** Opening Input for this task block **

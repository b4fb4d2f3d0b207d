//! IMU-driven prediction of the robocentric state.
//!
//! With ω = ω_m - b_g, f = f_m - b_a and g_A = R_WAᵀ g_W, one explicit step
//! of length dt is
//!
//! ```text
//! p' = p + dt R v
//! v' = v + dt (-ω × v + f + Rᵀ g_A)
//! R' = R Exp(ω dt)
//! ```
//!
//! Biases, anchor, extrinsics and features are constant; auxiliary poses
//! and features only receive process noise. Only rows 0..15 of the
//! transition matrix differ from identity, so the covariance is propagated
//! blockwise instead of through a full `F P Fᵀ`.

use nalgebra::{DMatrix, Matrix3, Vector3};

use super::layout::*;
use super::state::{FilterState, StateMean};
use crate::config::FilterConfig;
use crate::error::DivergenceReason;
use crate::geometry::{right_jacobian_so3, skew, so3};
use crate::imu::{gravity_world, ImuInput};

/// One explicit step of the mean. Does not touch biases or other blocks.
pub fn propagate_mean(mean: &StateMean, input: &ImuInput, dt: f64, gravity: f64) -> StateMean {
    let omega = input.gyro - mean.gyro_bias;
    let f = input.accel - mean.acc_bias;
    let g_a = mean.anchor.rotation.inverse() * gravity_world(gravity);
    let r = mean.attitude.to_rotation_matrix();

    let mut next = mean.clone();
    next.position = mean.position + dt * (r * mean.velocity);
    next.velocity = mean.velocity + dt * (-omega.cross(&mean.velocity) + f + r.transpose() * g_a);
    next.attitude = so3::boxplus(&mean.attitude, &(omega * dt));
    next
}

/// Rows 0..15, columns 0..21 of the error-state transition matrix for one
/// step. All other rows are identity.
pub fn transition_block(mean: &StateMean, input: &ImuInput, dt: f64, gravity: f64) -> DMatrix<f64> {
    let omega = input.gyro - mean.gyro_bias;
    let r_wa = mean.anchor.rotation_matrix();
    let g_w = gravity_world(gravity);
    let g_a = r_wa.transpose() * g_w;
    let r = mean.attitude.to_rotation_matrix().into_inner();
    let v = mean.velocity;
    let i3 = Matrix3::identity();

    let mut phi = DMatrix::zeros(PROPAGATED_DIM, CORE_DIM);
    let mut put = |row: usize, col: usize, m: &Matrix3<f64>| {
        phi.fixed_view_mut::<3, 3>(row, col).copy_from(m);
    };

    // δp'
    put(POS, POS, &i3);
    put(POS, VEL, &(dt * r));
    put(POS, ATT, &(-dt * r * skew(&v)));

    // δv'
    put(VEL, VEL, &(i3 - dt * skew(&omega)));
    put(VEL, ATT, &(dt * skew(&(r.transpose() * g_a))));
    put(VEL, GYRO_BIAS, &(-dt * skew(&v)));
    put(VEL, ACC_BIAS, &(-dt * i3));
    put(VEL, ANCHOR_ATT, &(dt * r.transpose() * skew(&g_a)));

    // δθ'
    let phi_step: Vector3<f64> = omega * dt;
    put(ATT, ATT, &so3::exp_matrix(&phi_step).transpose());
    put(ATT, GYRO_BIAS, &(-dt * right_jacobian_so3(&phi_step)));

    put(GYRO_BIAS, GYRO_BIAS, &i3);
    put(ACC_BIAS, ACC_BIAS, &i3);
    phi
}

/// Full `dim x dim` transition matrix. Only used for checks.
pub fn transition_matrix(
    mean: &StateMean,
    input: &ImuInput,
    dt: f64,
    gravity: f64,
) -> DMatrix<f64> {
    let dim = mean.layout().dim();
    let mut f = DMatrix::identity(dim, dim);
    let phi = transition_block(mean, input, dt, gravity);
    f.view_mut((0, 0), (PROPAGATED_DIM, CORE_DIM)).copy_from(&phi);
    f
}

/// `Φ P Φᵀ` with Φ the identity outside rows 0..15.
pub fn propagate_covariance(p: &DMatrix<f64>, phi: &DMatrix<f64>) -> DMatrix<f64> {
    let mut t = p.clone();
    let top = phi * p.rows(0, CORE_DIM);
    t.rows_mut(0, PROPAGATED_DIM).copy_from(&top);
    let left = t.columns(0, CORE_DIM) * phi.transpose();
    t.columns_mut(0, PROPAGATED_DIM).copy_from(&left);
    t
}

/// Add discrete process noise `Q dt` to the diagonal.
fn add_process_noise(state: &FilterState, p: &mut DMatrix<f64>, dt: f64, config: &FilterConfig) {
    let q = &config.process_noise;
    let layout = state.layout;
    let mut add = |start: usize, len: usize, density: f64| {
        for i in start..start + len {
            p[(i, i)] += density * dt;
        }
    };
    add(POS, 3, q.position);
    add(VEL, 3, q.velocity);
    add(ATT, 3, q.attitude);
    add(GYRO_BIAS, 3, q.gyro_bias);
    add(ACC_BIAS, 3, q.acc_bias);
    if config.estimate_extrinsics {
        for c in 0..layout.cameras {
            let s = layout.extrinsic(c);
            add(s, 3, q.extrinsic_position);
            add(s + 3, 3, q.extrinsic_attitude);
        }
    }
    for k in 0..layout.aux_poses {
        let s = layout.aux(k);
        add(s, 3, q.auxiliary_position);
        add(s + 3, 3, q.auxiliary_attitude);
    }
    for i in 0..layout.features {
        if state.slots.slot(i).valid {
            let s = layout.feature(i);
            add(s, 2, q.feature_bearing);
            add(s + 2, 1, q.feature_depth);
        }
    }
}

/// Propagate mean and covariance over `dt` seconds with constant `input`,
/// sub-stepping at `imu.max_step`. The covariance is health-checked before
/// it is committed.
pub fn predict(
    state: &mut FilterState,
    input: &ImuInput,
    dt: f64,
    config: &FilterConfig,
) -> Result<(), DivergenceReason> {
    if !(dt > 0.0) {
        return Ok(());
    }
    let steps = (dt / config.imu.max_step).ceil().max(1.0) as usize;
    let h = dt / steps as f64;
    let gravity = config.imu.gravity;

    let mut p = state.covariance().clone();
    let mut mean = state.mean.clone();
    for _ in 0..steps {
        let phi = transition_block(&mean, input, h, gravity);
        mean = propagate_mean(&mean, input, h, gravity);
        p = propagate_covariance(&p, &phi);
        add_process_noise(state, &mut p, h, config);
    }

    if let Some(block) = mean.first_non_finite() {
        return Err(DivergenceReason::NonFiniteMean { block });
    }
    state.commit_covariance(p, &config.numerics)?;
    state.mean = mean;
    Ok(())
}
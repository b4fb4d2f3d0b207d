//! Inertial measurements and their use in prediction.

pub mod integrator;
pub mod sample;
pub mod state;

pub use integrator::{ImuInput, ImuIntegrator};
pub use sample::{gravity_aligned_attitude, gravity_world, ImuSample, GRAVITY_MAGNITUDE};
pub use state::ImuInitState;
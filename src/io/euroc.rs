//! EuRoC MAV dataset reader (`mav0` directory layout).

use std::path::{Path, PathBuf};

use anyhow::{bail, Context, Result};
use csv::ReaderBuilder;
use image::GrayImage;
use nalgebra::Vector3;
use tracing::warn;

use crate::camera::CameraCalibration;
use crate::geometry::SE3;
use crate::imu::ImuSample;

#[derive(Debug, Clone)]
pub struct ImageEntry {
    pub timestamp_ns: u64,
    pub filename: String,
}

#[derive(Debug, Clone)]
pub struct ImuEntry {
    pub timestamp_ns: u64,
    pub sample: ImuSample,
}

#[derive(Debug, Clone)]
pub struct GroundTruthEntry {
    pub timestamp_ns: u64,
    /// T_WB
    pub pose: SE3,
    pub velocity: Vector3<f64>,
    pub gyro_bias: Vector3<f64>,
    pub accel_bias: Vector3<f64>,
}

/// A timestamped item of the merged replay order.
#[derive(Debug, Clone, Copy, PartialEq, Eq)]
pub enum ReplayItem {
    /// Index into `imu_entries`.
    Imu(usize),
    /// Camera and index into that camera's entries.
    Image { camera: usize, index: usize },
}

#[derive(Debug)]
pub struct EurocDataset {
    root: PathBuf,
    /// Image list per camera (`cam0`, `cam1`, ...).
    pub cameras: Vec<Vec<ImageEntry>>,
    pub calibrations: Vec<CameraCalibration>,
    pub imu_entries: Vec<ImuEntry>,
    pub groundtruth: Vec<GroundTruthEntry>,
}

impl EurocDataset {
    /// Load the first `camera_count` cameras, IMU and (if present) ground
    /// truth below `root`.
    pub fn new<P: AsRef<Path>>(root: P, camera_count: usize) -> Result<Self> {
        let root = root.as_ref().to_path_buf();
        if camera_count == 0 {
            bail!("at least one camera is required");
        }

        let mut cameras = Vec::with_capacity(camera_count);
        let mut calibrations = Vec::with_capacity(camera_count);
        for c in 0..camera_count {
            let dir = root.join(format!("cam{}", c));
            cameras.push(load_image_list(dir.join("data.csv"))?);
            calibrations.push(
                CameraCalibration::load(dir.join("sensor.yaml"))
                    .with_context(|| format!("camera {} calibration", c))?,
            );
        }

        let imu_entries = load_imu_list(root.join("imu0/data.csv"))?;
        let groundtruth = load_groundtruth_list(root.join("state_groundtruth_estimate0/data.csv"))
            .unwrap_or_else(|e| {
                warn!("Could not load ground truth: {}. Continuing without it.", e);
                Vec::new()
            });

        Ok(Self { root, cameras, calibrations, imu_entries, groundtruth })
    }

    pub fn image_count(&self, camera: usize) -> usize {
        self.cameras.get(camera).map_or(0, Vec::len)
    }

    /// Decode image `index` of `camera` as 8-bit grayscale.
    pub fn load_image(&self, camera: usize, index: usize) -> Result<GrayImage> {
        let entry = self
            .cameras
            .get(camera)
            .and_then(|list| list.get(index))
            .with_context(|| format!("No frame {} for camera {}", index, camera))?;
        let path = self.root.join(format!("cam{}/data", camera)).join(&entry.filename);
        let image = image::open(&path).with_context(|| format!("Failed to read image {:?}", path))?;
        Ok(image.into_luma8())
    }

    /// All IMU samples and images merged by timestamp, IMU first on ties.
    pub fn replay_order(&self) -> Vec<(u64, ReplayItem)> {
        let mut items: Vec<(u64, ReplayItem)> = self
            .imu_entries
            .iter()
            .enumerate()
            .map(|(i, e)| (e.timestamp_ns, ReplayItem::Imu(i)))
            .collect();
        for (camera, list) in self.cameras.iter().enumerate() {
            items.extend(
                list.iter()
                    .enumerate()
                    .map(|(index, e)| (e.timestamp_ns, ReplayItem::Image { camera, index })),
            );
        }
        items.sort_by_key(|(t, item)| {
            let rank = match item {
                ReplayItem::Imu(_) => 0,
                ReplayItem::Image { .. } => 1,
            };
            (*t, rank)
        });
        items
    }

    /// Ground-truth pose closest in time to `timestamp_ns`.
    pub fn groundtruth_at(&self, timestamp_ns: u64) -> Option<&GroundTruthEntry> {
        if self.groundtruth.is_empty() {
            return None;
        }
        let idx = self.groundtruth.partition_point(|gt| gt.timestamp_ns < timestamp_ns);
        let after = self.groundtruth.get(idx);
        let before = idx.checked_sub(1).and_then(|i| self.groundtruth.get(i));
        match (before, after) {
            (Some(b), Some(a)) => {
                if timestamp_ns - b.timestamp_ns <= a.timestamp_ns - timestamp_ns {
                    Some(b)
                } else {
                    Some(a)
                }
            }
            (b, a) => b.or(a),
        }
    }
}

fn csv_reader(csv_path: &Path) -> Result<csv::Reader<std::fs::File>> {
    ReaderBuilder::new()
        .has_headers(false)
        .comment(Some(b'#'))
        .trim(csv::Trim::All)
        .from_path(csv_path)
        .with_context(|| format!("Failed to open {}", csv_path.display()))
}

fn parse_vec3(rec: &csv::StringRecord, start: usize) -> Result<Vector3<f64>> {
    Ok(Vector3::new(rec[start].parse()?, rec[start + 1].parse()?, rec[start + 2].parse()?))
}

fn load_image_list(csv_path: PathBuf) -> Result<Vec<ImageEntry>> {
    let mut rdr = csv_reader(&csv_path)?;
    let mut entries = Vec::new();
    for rec in rdr.records() {
        let rec = rec?;
        if rec.len() < 2 {
            continue;
        }
        entries.push(ImageEntry { timestamp_ns: rec[0].parse()?, filename: rec[1].to_string() });
    }
    Ok(entries)
}

fn load_imu_list(csv_path: PathBuf) -> Result<Vec<ImuEntry>> {
    let mut rdr = csv_reader(&csv_path)?;
    let mut entries = Vec::new();
    for rec in rdr.records() {
        let rec = rec?;
        if rec.len() < 7 {
            continue;
        }
        let ts: u64 = rec[0].parse()?;
        // timestamp, w_x, w_y, w_z, a_x, a_y, a_z
        let gyro = parse_vec3(&rec, 1)?;
        let accel = parse_vec3(&rec, 4)?;
        entries.push(ImuEntry {
            timestamp_ns: ts,
            sample: ImuSample::new(ts as f64 * 1e-9, accel, gyro),
        });
    }
    Ok(entries)
}

fn load_groundtruth_list(csv_path: PathBuf) -> Result<Vec<GroundTruthEntry>> {
    let mut rdr = csv_reader(&csv_path)?;
    let mut entries = Vec::new();
    for rec in rdr.records() {
        let rec = rec?;
        // timestamp, p(3), q_wxyz(4), v(3), b_w(3), b_a(3)
        if rec.len() < 17 {
            continue;
        }
        let position = parse_vec3(&rec, 1)?;
        let qw: f64 = rec[4].parse()?;
        let qx: f64 = rec[5].parse()?;
        let qy: f64 = rec[6].parse()?;
        let qz: f64 = rec[7].parse()?;
        entries.push(GroundTruthEntry {
            timestamp_ns: rec[0].parse()?,
            pose: SE3::from_quaternion(qw, qx, qy, qz, position),
            velocity: parse_vec3(&rec, 8)?,
            gyro_bias: parse_vec3(&rec, 11)?,
            accel_bias: parse_vec3(&rec, 14)?,
        });
    }
    Ok(entries)
}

** Closing Input for this task block **

Exercise objective => What the task asks for is a word-for-word repeat of the lines above, from the first through the one containing "rows are identity.".

Solved problem =>
repository b4fb4d2f3d0b207d
//! IMU-driven prediction of the robocentric state.
//!
//! With ω = ω_m - b_g, f = f_m - b_a and g_A = R_WAᵀ g_W, one explicit step
//! of length dt is
//!
//! ```text
//! p' = p + dt R v
//! v' = v + dt (-ω × v + f + Rᵀ g_A)
//! R' = R Exp(ω dt)
//! ```
//!
//! Biases, anchor, extrinsics and features are constant; auxiliary poses
//! and features only receive process noise. Only rows 0..15 of the
//! transition matrix differ from identity, so the covariance is propagated
//! blockwise instead of through a full `F P Fᵀ`.

use nalgebra::{DMatrix, Matrix3, Vector3};

use super::layout::*;
use super::state::{FilterState, StateMean};
use crate::config::FilterConfig;
use crate::error::DivergenceReason;
use crate::geometry::{right_jacobian_so3, skew, so3};
use crate::imu::{gravity_world, ImuInput};

/// One explicit step of the mean. Does not touch biases or other blocks.
pub fn propagate_mean(mean: &StateMean, input: &ImuInput, dt: f64, gravity: f64) -> StateMean {
    let omega = input.gyro - mean.gyro_bias;
    let f = input.accel - mean.acc_bias;
    let g_a = mean.anchor.rotation.inverse() * gravity_world(gravity);
    let r = mean.attitude.to_rotation_matrix();

    let mut next = mean.clone();
    next.position = mean.position + dt * (r * mean.velocity);
    next.velocity = mean.velocity + dt * (-omega.cross(&mean.velocity) + f + r.transpose() * g_a);
    next.attitude = so3::boxplus(&mean.attitude, &(omega * dt));
    next
}

/// Rows 0..15, columns 0..21 of the error-state transition matrix for one
/// step. All other rows are identity.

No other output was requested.